Digital Shapers # 3


Interviewee Mariam Daher, Executive Director

Company  Beirut Digital District (BDD) Academy

Industries Education, technology

Headquarters Beirut, Lebanon

About BDD Academy

In 2018, Beirut Digital District (BDD) launched the BDD Academy to address the talent gap in Lebanon. BDD Academy aims to develop the skillset of people from all backgrounds to fulfill the digital jobs of today and tomorrow. It supports the new generation of educational programs in testing and developing their curriculum, sourcing participants, fundraising and scaling.

BDD Academy is an incubator of educational programs. It is currently the implementing agency of the World-Bank funded Skilling Up Lebanon (SUL) project.

In this context, Euromena Consulting is delighted to contribute to SUL by participating in programmatic efforts aimed at bridging the gap between talent and economic opportunities in Lebanon.

  • What is Skilling Up Lebanon and what are your aspirations for this program?

With the advancements in technologies continuing to have an increasingly significant impact on jobs in the coming years and decades, the Skilling up Lebanon (SUL)  project comes to attempt to address this substantial shift in the labor market. SUL is a one-year World Bank-funded project, aiming to equip 700 young people residing in Lebanon with market-relevant digital skills, to enhance their chances of getting employed. 

  • What are the priorities for this year? Beyond 2022?

The main priorities for the year 2022 are about implementing the 5 pilot programs which are planned under this project, and which are related to:

- Offering career guidance to around 500 high school students, to raise awareness about the changes in the jobs of the future, and to help them assess their strengths in order to choose the right career path 

- Offering an internship opportunity for 150 young people including undergraduate and freshly graduates

- Developing and running 3 digital skills pilot programs, each one tackling a digital skill that is highly demanded in the market. The skills will be decided further to an extensive market digest exercise run with the local Lebanese employers 

  • What are the major hurdles that the private sector is facing when it comes to bridging the [tech] talent gap?

We are, at the moment, running a market digest exercise with the major employers in the digital sector in Lebanon, for us to understand their needs and their challenges. This exercise will help in developing the training programs which can in one way, or another answer these needs. Based on some initial discussions, one of the major issues is related to the fact that university education is not capable of keeping up with the pace of advancements in technology. Many digital skills are required in the labor market, with these not taught at universities. This means that the private employer will have to spend time and effort to get these young graduates into programs that equip them with the skills needed. In addition to this, soft skills development is an area where the private sector invests in, to equip the young graduates with the necessary skills needed to work professionally. Finally, there is the issue of instability in the country at all levels, including the travel of the youth. 

  • At a time when the education sector faces major challenges, how can Lebanese youth keep up to date with tech trends shaping our daily lives?

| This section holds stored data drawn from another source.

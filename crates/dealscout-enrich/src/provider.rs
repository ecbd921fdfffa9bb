//! Provider traits for the two enrichment calls.

use crate::error::Result;
use crate::verdict::MatchVerdict;
use async_trait::async_trait;

/// Free-text search returning the single best-match URL.
#[async_trait]
pub trait SearchProvider: Send + Sync {
    /// Search for `query`. `Ok(None)` means the search ran and found nothing.
    async fn best_match(&self, query: &str) -> Result<Option<String>>;

    /// Identifier for logging
    fn provider_id(&self) -> &'static str;
}

/// Image + text scoring of a rendered candidate page.
#[async_trait]
pub trait MatchScorer: Send + Sync {
    /// Score how well the page in `screenshot` (PNG) matches `query`.
    async fn score(&self, query: &str, screenshot: &[u8]) -> Result<MatchVerdict>;

    /// Identifier for logging
    fn provider_id(&self) -> &'static str;
}
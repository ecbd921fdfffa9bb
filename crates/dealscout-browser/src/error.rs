use thiserror::Error;

pub type Result<T> = std::result::Result<T, BrowserError>;

#[derive(Debug, Error)]
pub enum BrowserError {
    #[error("chromium error: {0}")]
    ChromiumError(String),

    #[error("navigation failed: {0}")]
    NavigationError(String),

    #[error("screenshot failed: {0}")]
    ScreenshotError(String),

    #[error("timeout: {0}")]
    Timeout(String),
}

impl BrowserError {
    /// Whether this error came from the external call exceeding its deadline.
    pub fn is_timeout(&self) -> bool {
        matches!(self, Self::Timeout(_))
    }
}
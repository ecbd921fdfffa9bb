//! Fakes shared by the scanner integration tests.

#![allow(dead_code)]

use dealscout_browser::{BrowserError, PageDriver, PageSession};
use dealscout_core::{ProxyEndpoint, RecordId, Site, SiteId};
use dealscout_proxy::ProxyPool;
use dealscout_scanner::{DiscoveredRecord, StatusObserver};
use std::collections::HashSet;
use std::sync::atomic::{AtomicUsize, Ordering};
use std::sync::{Arc, Mutex};

/// Page driver whose sessions fail navigation through listed proxy hosts.
#[derive(Default)]
pub struct FakeDriver {
    failing_hosts: HashSet<String>,
    pub opened: Arc<AtomicUsize>,
    pub closed: Arc<AtomicUsize>,
    pub visited: Arc<Mutex<Vec<String>>>,
}

impl FakeDriver {
    pub fn new() -> Self {
        Self::default()
    }

    pub fn failing_through(mut self, host: &str) -> Self {
        self.failing_hosts.insert(host.to_string());
        self
    }

    pub fn opened(&self) -> usize {
        self.opened.load(Ordering::SeqCst)
    }

    pub fn closed(&self) -> usize {
        self.closed.load(Ordering::SeqCst)
    }
}

#[async_trait::async_trait]
impl PageDriver for FakeDriver {
    async fn open_session(
        &self,
        proxy: Option<&ProxyEndpoint>,
    ) -> dealscout_browser::Result<Box<dyn PageSession>> {
        self.opened.fetch_add(1, Ordering::SeqCst);
        let fails = proxy.is_some_and(|p| self.failing_hosts.contains(&p.host));
        Ok(Box::new(FakeSession {
            fails,
            closed: self.closed.clone(),
            visited: self.visited.clone(),
        }))
    }

    // Every proxy looks healthy during refresh
    async fn probe(&self, _url: &str, _proxy: &ProxyEndpoint) -> dealscout_browser::Result<bool> {
        Ok(true)
    }
}

struct FakeSession {
    fails: bool,
    closed: Arc<AtomicUsize>,
    visited: Arc<Mutex<Vec<String>>>,
}

#[async_trait::async_trait]
impl PageSession for FakeSession {
    async fn navigate(&mut self, url: &str) -> dealscout_browser::Result<()> {
        if self.fails {
            return Err(BrowserError::NavigationError(format!("{url}: connection refused")));
        }
        self.visited.lock().unwrap().push(url.to_string());
        Ok(())
    }

    async fn content(&mut self) -> dealscout_browser::Result<String> {
        Ok("<html></html>".to_string())
    }

    async fn screenshot(&mut self) -> dealscout_browser::Result<Vec<u8>> {
        Ok(vec![0x89, b'P', b'N', b'G'])
    }

    async fn close(self: Box<Self>) -> dealscout_browser::Result<()> {
        self.closed.fetch_add(1, Ordering::SeqCst);
        Ok(())
    }
}

/// Records every status transition.
#[derive(Default)]
pub struct StatusLog {
    pub events: Mutex<Vec<(SiteId, bool)>>,
}

impl StatusLog {
    pub fn events(&self) -> Vec<(SiteId, bool)> {
        self.events.lock().unwrap().clone()
    }
}

impl StatusObserver for StatusLog {
    fn on_status_changed(&self, site: &SiteId, running: bool) {
        self.events.lock().unwrap().push((site.clone(), running));
    }
}

pub fn sites() -> Vec<Site> {
    vec![
        Site::new("home_depot", "https://www.homedepot.com").unwrap(),
        Site::new("lowes", "https://www.lowes.com").unwrap(),
        Site::new("ace", "https://www.acehardware.com").unwrap(),
        Site::new("amazon", "https://www.amazon.com").unwrap(),
    ]
}

pub fn site_id(id: &str) -> SiteId {
    SiteId::new(id).unwrap()
}

pub fn pool(driver: Arc<dyn PageDriver>) -> Arc<ProxyPool> {
    Arc::new(ProxyPool::new(sites(), driver))
}

pub fn record(id: &str, site: &str) -> DiscoveredRecord {
    DiscoveredRecord::new(
        RecordId::new(id).unwrap(),
        site_id(site),
        "DeWalt",
        format!("Drill {id}"),
    )
    .with_prices(Some(199.0), Some(99.0))
}
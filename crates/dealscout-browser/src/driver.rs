use crate::error::Result;
use dealscout_core::ProxyEndpoint;

/// Capability for opening browser sessions, optionally routed through a proxy.
#[async_trait::async_trait]
pub trait PageDriver: Send + Sync {
    /// Launch a fresh session. `None` runs without a proxy.
    async fn open_session(&self, proxy: Option<&ProxyEndpoint>) -> Result<Box<dyn PageSession>>;

    /// Check whether `url` loads through `proxy`.
    ///
    /// `Ok(false)` means the page did not load; `Err` means the session
    /// itself could not be brought up.
    async fn probe(&self, url: &str, proxy: &ProxyEndpoint) -> Result<bool> {
        let mut session = self.open_session(Some(proxy)).await?;
        let reachable = match session.navigate(url).await {
            Ok(()) => true,
            Err(e) => {
                tracing::debug!("Probe of {} via {} failed: {}", url, proxy, e);
                false
            }
        };
        if let Err(e) = session.close().await {
            tracing::warn!("Failed to tear down probe session for {}: {}", proxy, e);
        }
        Ok(reachable)
    }
}

/// A live browser page. Must be released with [`PageSession::close`].
#[async_trait::async_trait]
pub trait PageSession: Send {
    /// Navigate to a URL and wait for it to load
    async fn navigate(&mut self, url: &str) -> Result<()>;

    /// Rendered HTML of the current page
    async fn content(&mut self) -> Result<String>;

    /// Full-page PNG screenshot
    async fn screenshot(&mut self) -> Result<Vec<u8>>;

    /// Tear down the page and its browser
    async fn close(self: Box<Self>) -> Result<()>;
}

This is a bit challenging especially with the financial crisis the country is going through. As you may be aware the majority of the training related to the enhancement of market-relevant digital skills can be available online, or in hybrid mode. The costs might be substantially high. And this is where projects like SUL come to help these young people, by subsidizing the cost of these certificates. With education being more accessible, young people who have the right competencies and desire to embark in a digital career can self-develop by acquiring the skills needed for the labor market. 

  • How can the wider community contribute to and support this effort?

There are a few things which the wider community could support with. This starts with a change in the mindset, accepting to move from the traditional career path which we have been used to for ages. That doesn’t mean that lawyers, doctors, etc. won’t be needed. However, there is a full range of new career paths which need to be considered to achieve sustainable economic growth. Having said that, there might also be a shift towards certified graduates rather than university graduates and the community needs to be able to cope with this shift. In addition, it is becoming evident that the Lebanese are being able to sustain based on personal efforts and/or initiatives offered by the private sector. That means that maybe more funds need to be solicited from the private sector and the wider communities to sustain education initiatives. Private employers might need to provide more opportunities for both short- and long-term internships. They might also need to promote different programs across their reach to maximize access, using portals to post jobs so that various stakeholders could follow on market trends.